[Toybox] dd tests for transaction size?
Samuel Holland
samuel at sholland.org
Tue Jul 11 04:37:02 PDT 2017
On 07/09/17 18:25, Rob Landley wrote:
> On 07/09/2017 05:39 PM, Samuel Holland wrote:
>> On 07/09/17 17:07, Rob Landley wrote:
>>> Has anybody actually used the conv=sync option in the past 20
>>> years? It doesn't do what you think (that's conv=fsync), instead
>>> it pads short reads with zeroes so the input block size is always
>>> the same.
>>>
>>> How is that useful?
>>
>> It's very useful when trying to image dying hard disks, so bad
>> sectors (that cause short reads or read failure) do not affect the
>> alignment of the rest of the data in the image file.
>
> Does the read failure automatically advance the file pointer by the
> full amount, or does it have to lseek after the read? (I'm assuming
> the first, but that's an implementation detail I have so many
> questions about.
I don't know the implementation details.
> I'm assuming your read block size is the device physical block size,
> and thus the short read isn't skipping data after the missing data
> which you otherwise could have read but gets turned into a short read
> because the read would otherwise have holes in it?
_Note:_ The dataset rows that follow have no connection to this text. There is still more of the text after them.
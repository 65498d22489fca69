// World budget - availability and distance model derived from a snapshot
use crate::config::WorldConfig;
use crate::models::{ResourceObservation, WorldSnapshot};
use crate::v_debug;
use std::collections::{HashMap, HashSet};

/// Per-name resource availability within a distance threshold.
///
/// Built once per `plan` call and treated as immutable for its duration.
/// Malformed observations (missing or non-finite counts/distances) are
/// normalized to zero count / infinite distance instead of failing.
#[derive(Debug, Clone)]
pub struct WorldBudget {
    block_counts: HashMap<String, u32>,
    block_closest: HashMap<String, f64>,
    entity_counts: HashMap<String, u32>,
    entity_closest: HashMap<String, f64>,
    distance_threshold: f64,
    allowed_blocks: HashSet<String>,
    allowed_entities: HashSet<String>,
}

fn normalize(
    observations: &HashMap<String, ResourceObservation>,
    threshold: f64,
) -> (HashMap<String, u32>, HashMap<String, f64>, HashSet<String>) {
    let mut counts = HashMap::new();
    let mut closest = HashMap::new();
    let mut allowed = HashSet::new();

    for (name, observation) in observations {
        let count = observation.normalized_count();
        let distance = observation.normalized_closest();
        counts.insert(name.clone(), count);
        closest.insert(name.clone(), distance);
        if count > 0 && distance <= threshold {
            allowed.insert(name.clone());
        }
    }

    (counts, closest, allowed)
}

impl WorldBudget {
    pub fn from_snapshot(snapshot: &WorldSnapshot, world_config: &WorldConfig) -> Self {
        let distance_threshold = snapshot
            .search_radius()
            .min(world_config.max_distance_threshold);

        let (block_counts, block_closest, allowed_blocks) =
            normalize(&snapshot.blocks, distance_threshold);
        let (entity_counts, entity_closest, allowed_entities) =
            normalize(&snapshot.entities, distance_threshold);

        v_debug!(
            "🗺️ World budget: {} block types / {} entity types within {:.1} blocks",
            allowed_blocks.len(),
            allowed_entities.len(),
            distance_threshold
        );

        Self {
            block_counts,
            block_closest,
            entity_counts,
            entity_closest,
            distance_threshold,
            allowed_blocks,
            allowed_entities,
        }
    }

    pub fn distance_threshold(&self) -> f64 {
        self.distance_threshold
    }

    /// Is this block present and within the distance threshold?
    pub fn is_block_available(&self, block: &str) -> bool {
        self.allowed_blocks.contains(block)
    }

    pub fn is_entity_available(&self, entity: &str) -> bool {
        self.allowed_entities.contains(entity)
    }

    pub fn block_count(&self, block: &str) -> u32 {
        self.block_counts.get(block).copied().unwrap_or(0)
    }

    pub fn entity_count(&self, entity: &str) -> u32 {
        self.entity_counts.get(entity).copied().unwrap_or(0)
    }

    /// Closest observed distance; infinity when the block was never seen.
    pub fn closest_block_distance(&self, block: &str) -> f64 {
        self.block_closest
            .get(block)
            .copied()
            .unwrap_or(f64::INFINITY)
    }

    pub fn closest_entity_distance(&self, entity: &str) -> f64 {
        self.entity_closest
            .get(entity)
            .copied()
            .unwrap_or(f64::INFINITY)
    }

    /// Order candidate names nearest-first for tie-breaking; equal distances
    /// fall back to higher observed count, then lexical order.
    pub fn rank_blocks(&self, blocks: &mut Vec<String>) {
        blocks.sort_by(|a, b| {
            self.closest_block_distance(a)
                .total_cmp(&self.closest_block_distance(b))
                .then_with(|| self.block_count(b).cmp(&self.block_count(a)))
                .then_with(|| a.cmp(b))
        });
    }

    pub fn rank_entities(&self, entities: &mut Vec<String>) {
        entities.sort_by(|a, b| {
            self.closest_entity_distance(a)
                .total_cmp(&self.closest_entity_distance(b))
                .then_with(|| self.entity_count(b).cmp(&self.entity_count(a)))
                .then_with(|| a.cmp(b))
        });
    }
}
Everything within ibs past the point of failure is replaced with zeroes.
So if the ibs=16k and your third 512b sector is bad, you'll have 1k of
good data followed by 15k of zeroes, even if the rest of the sectors are
okay. If you want to maximize the amount of data retrieved, then yes,
you want ibs=sectorsize. If you want to quickly find good/bad areas of
the disk, then ibs can be larger.
> How do you distinguish older 512 byte blocks from modern 4k blocks
> from whatever the heck flash block sizes are? I assume there's an
> ioctl() or something to find this out? Or do you just always use 512
> bytes and hammering away at different parts of the same bad block
> eventually makes its way out the far side?)
I take the disk out of the machine and look at the label :) If it has
the "AF" logo, it's 4k sectors, otherwise it's 512b. There's also an
ioctl: `blockdev --getbsz /dev/sda`. In my experience, flash storage
doesn't get bad sectors; it works until it doesn't.